Saved data entries
+++
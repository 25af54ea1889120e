use std::collections::BTreeSet;
use std::fmt::{Display, Formatter};

use serde::{Deserialize, Serialize};
use time::OffsetDateTime;

use crate::RouterError;

/// Stable citation address of one section: `(file_id, section_id)`.
#[derive(Debug, Clone, Serialize, Deserialize, Eq, PartialEq, Ord, PartialOrd, Hash)]
pub struct SectionRef {
    pub file_id: String,
    pub section_id: String,
}

impl SectionRef {
    #[must_use]
    pub fn new(file_id: impl Into<String>, section_id: impl Into<String>) -> Self {
        Self { file_id: file_id.into(), section_id: section_id.into() }
    }
}

impl Display for SectionRef {
    fn fmt(&self, f: &mut Formatter<'_>) -> std::fmt::Result {
        write!(f, "{}#{}", self.file_id, self.section_id)
    }
}

#[derive(Debug, Clone, Serialize, Deserialize, Eq, PartialEq)]
pub struct Manifest {
    pub dataset_id: String,
    pub version: String,
    pub source_type: String,
    #[serde(default)]
    pub archived: bool,
    #[serde(default, with = "time::serde::rfc3339::option")]
    pub created_at: Option<OffsetDateTime>,
}

impl Manifest {
    /// Validate the identity fields every ingestion run must stamp.
    ///
    /// # Errors
    /// Returns [`RouterError::Validation`] when `dataset_id`, `version`, or
    /// `source_type` is blank.
    pub fn validate(&self) -> Result<(), RouterError> {
        for (name, value) in [
            ("dataset_id", &self.dataset_id),
            ("version", &self.version),
            ("source_type", &self.source_type),
        ] {
            if value.trim().is_empty() {
                return Err(RouterError::Validation(format!("manifest {name} MUST be non-empty")));
            }
        }
        Ok(())
    }
}

/// Data-sovereignty and sensitive-data flags declared for a whole pack.
///
/// A default value has no active policy.
#[derive(Debug, Clone, Default, Serialize, Deserialize, Eq, PartialEq)]
pub struct SecurityMetadata {
    #[serde(default)]
    pub residency: Option<String>,
    #[serde(default)]
    pub pii: bool,
    #[serde(default)]
    pub phi: bool,
}

impl SecurityMetadata {
    /// Residency region with surrounding whitespace removed; blank counts as unset.
    #[must_use]
    pub fn residency_region(&self) -> Option<&str> {
        self.residency.as_deref().map(str::trim).filter(|region| !region.is_empty())
    }
}

#[derive(Debug, Clone, Serialize, Deserialize, PartialEq)]
pub struct DisambiguationRule {
    pub trigger_terms: BTreeSet<String>,
    pub preferred_sections: Vec<SectionRef>,
    pub boost: f64,
}

#[derive(Debug, Clone, Serialize, Deserialize, Eq, PartialEq)]
pub struct SectionToc {
    pub section_id: String,
    pub label: String,
    #[serde(default)]
    pub aliases: BTreeSet<String>,
    #[serde(default)]
    pub entities: BTreeSet<String>,
}

#[derive(Debug, Clone, Serialize, Deserialize, Eq, PartialEq)]
pub struct FileToc {
    pub file_id: String,
    pub sections: Vec<SectionToc>,
}

#[derive(Debug, Clone, Serialize, Deserialize, PartialEq)]
pub struct Toc {
    pub toc_id: String,
    pub files: Vec<FileToc>,
    pub security: SecurityMetadata,
    #[serde(default)]
    pub disambiguation_rules: Vec<DisambiguationRule>,
}

impl Toc {
    /// Every `(file_id, section_id)` pointer declared by this TOC, in declaration order.
    pub fn refs(&self) -> impl Iterator<Item = SectionRef> + '_ {
        self.files.iter().flat_map(|file| {
            file.sections.iter().map(|section| SectionRef::new(&file.file_id, &section.section_id))
        })
    }
}

#[derive(Debug, Clone, Serialize, Deserialize, PartialEq)]
pub struct Section {
    pub section_id: String,
    pub label: String,
    pub text: String,
    #[serde(default, skip_serializing_if = "Option::is_none")]
    pub data: Option<serde_json::Value>,
    #[serde(default)]
    pub entities: BTreeSet<String>,
}

#[derive(Debug, Clone, Serialize, Deserialize, PartialEq)]
pub struct FileContent {
    pub file_id: String,
    pub sections: Vec<Section>,
}

/// Immutable aggregate handed over by the ingestion pipeline.
#[derive(Debug, Clone, Serialize, Deserialize, PartialEq)]
pub struct KnowledgePack {
    pub manifest: Manifest,
    pub toc: Toc,
    pub content: Vec<FileContent>,
}

impl KnowledgePack {
    #[must_use]
    pub fn section(&self, file_id: &str, section_id: &str) -> Option<&Section> {
        self.content
            .iter()
            .filter(|file| file.file_id == file_id)
            .flat_map(|file| file.sections.iter())
            .find(|section| section.section_id == section_id)
    }

    #[must_use]
    pub fn section_count(&self) -> usize {
        self.content.iter().map(|file| file.sections.len()).sum()
    }
}

#[cfg(test)]
mod tests {
    use super::*;

    #[test]
    fn section_ref_displays_as_pointer() {
        let reference = SectionRef::new("oncology/fever", "neutropenic-fever-1a2b");
        assert_eq!(reference.to_string(), "oncology/fever#neutropenic-fever-1a2b");
    }

    #[test]
    fn blank_residency_counts_as_unset() {
        let security = SecurityMetadata { residency: Some("  ".to_string()), pii: false, phi: false };
        assert_eq!(security.residency_region(), None);

        let security = SecurityMetadata { residency: Some(" US ".to_string()), pii: false, phi: false };
        assert_eq!(security.residency_region(), Some("US"));
    }

    #[test]
    fn manifest_validation_rejects_blank_dataset_id() {
        let manifest = Manifest {
            dataset_id: " ".to_string(),
            version: "1".to_string(),
            source_type: "markdown".to_string(),
            archived: false,
            created_at: None,
        };

        match manifest.validate() {
            Err(RouterError::Validation(message)) => assert!(message.contains("dataset_id")),
            other => panic!("expected validation error, got {other:?}"),
        }
    }

    #[test]
    fn toc_without_security_metadata_is_rejected() {
        let raw = serde_json::json!({
            "toc_id": "toc_1",
            "files": [],
            "disambiguation_rules": []
        });
        assert!(serde_json::from_value::<Toc>(raw).is_err());
    }
}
+++
▸ What is being asked
Nothing should be returned except the lines from the first line of the data above through the line with "pub struct SectionRef", each one exact.

▸ Exercise output
repository 25af54ea1889120e
use std::collections::BTreeSet;
use std::fmt::{Display, Formatter};

use serde::{Deserialize, Serialize};
use time::OffsetDateTime;

use crate::RouterError;

/// Stable citation address of one section: `(file_id, section_id)`.
#[derive(Debug, Clone, Serialize, Deserialize, Eq, PartialEq, Ord, PartialOrd, Hash)]
pub struct SectionRef {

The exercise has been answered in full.